If you do anything ‘online’, you must be aware of a service of communication that is called ‘Constant Contact’. An organization that wants to get a message out about, let’s say, an event that is going to be made available, sends out an email blast through a company called ‘Constant Contact’ that gets the message out to everyone on your email contact list. As a parish, we send a constant contact email blast whenever we want to announce or remind our parishioners of an upcoming opportunity for spiritual, liturgical or social growth.

I use this particular type of communication to be an example of a development in my spiritual life of prayer that has been very fruitful. I want to share with you this discovery.

Traditionally, we view times of prayer as distinct periods of our day. They dot the landscape of the 24 hours of each unit we call ‘a day’. For some, these periods of prayer are often experienced in particular locations we associate with God: churches, chapels, hilltops, etc. These ‘compartments’ for prayer can also be at distinctive times of our day; say, for instance, in the morning and the evening, or they can be centered around meals and other occupational moments.

What all these instances of prayer have in common is that they are nestled in the greater time of our living. They are exceptional. For a long time, I thought of prayer as having to be in a particular place and at a particular time.
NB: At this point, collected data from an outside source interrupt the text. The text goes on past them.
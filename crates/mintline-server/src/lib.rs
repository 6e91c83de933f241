//! Mintline MCP server
//!
//! Protocol surface for the Mintline bridge. Tool discovery and invocation
//! are delegated to [`mintline_core::Bridge`]; this crate only speaks MCP.

pub mod mcp;

pub use mcp::{http_router, serve_http, serve_stdio, MintlineMcpServer};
But then something happened to me when I encountered Eastern Orthodox Theology and Spirituality.

Confronted as the early monks of the desert were by the command of St. Paul to “pray always” or in another translation “pray ceaselessly” (cf. 1 Thess. 5:17), they devised a number of habits to make that a reality in their lives. The most famous of these methods is the recitation continually of the ‘Jesus Prayer’: “Lord Jesus Christ, Son of God, have mercy on me” or slight variations of this. Included in this simple sentence is a whole Christology or study of Christ: Jesus (the fully human) is Lord and is the Christ or Messiah awaited for centuries with great longing. But He is also Son of God (fully divine), and has the power in His Mercy to heal us of sin and transform us into children of God. This simple prayer was said while they cooked and cleaned and farmed and walked down a hallway, etc.

Inherent in this approach is the notion that prayer should never be confined to only specific times (Morning or Evening) nor specific places (Church), but that it must be a constant contact with God. Instead of just the occasional prayer, this approach calls for a life of prayer. We are called to be constantly in the presence of God, talking with Him and listening to Him. Many see this as the grace of the Holy Spirit Who dwells in us, making us a temple where we worship God in everything we do.

I try to combine this invocation of the Sacred Name to a holy mindfulness and a use of short prayers that I say silently as I begin a work of God (which is really anything I do). It makes all things holy and makes me aware that God is always there, present to me.

It is hard to overstate the advantages that this approach has. It transforms life into a continual relationship with God. Consequently, it shrinks into unimportance the material things that people break their backs in achieving: honors, money, power. Next to God, these things are nothing. This involves a deep liberation from our usual servitude to these things that is now revealed to be all smoke and mirrors.

When we see that God is not one thing among others but is truly everything, even the small seemingly insignificant things become filled with great meaning and power: a smile, a sunset, a gentle breeze. Conversely, sin is revealed to be the most horrible, ungrateful and destructive reality possible since it seeks to take the place of this great God with bits and pieces of irrelevant and insignificant things that simply do not even come near the experience of God in daily life. Rather, we see the true horror of sin and its wasteful and destructive results.

Clearly the rewards of seeing God in all things and communicating in prayer throughout the day are so evident that they can be felt even by a child.

Ironically, children are at most risk in this desiccated godless landscape. For, as an awareness of God seeps out of our culture leaving a barren desert of isolated and irrelevant pleasures, is it any wonder that the suicide rate of young people goes so high and that others are driven into random violence and the sleep of drugs. Have computers and other marvels of modern science really brought people together or have they further isolated them into hermetically sealed and invisible prison cells of continual yearning?

And yet, thankfully, God continues to call us out of our private prisons into freedom and joy with His presence and His continual love.

Why would anyone reject God and choose the prison cell?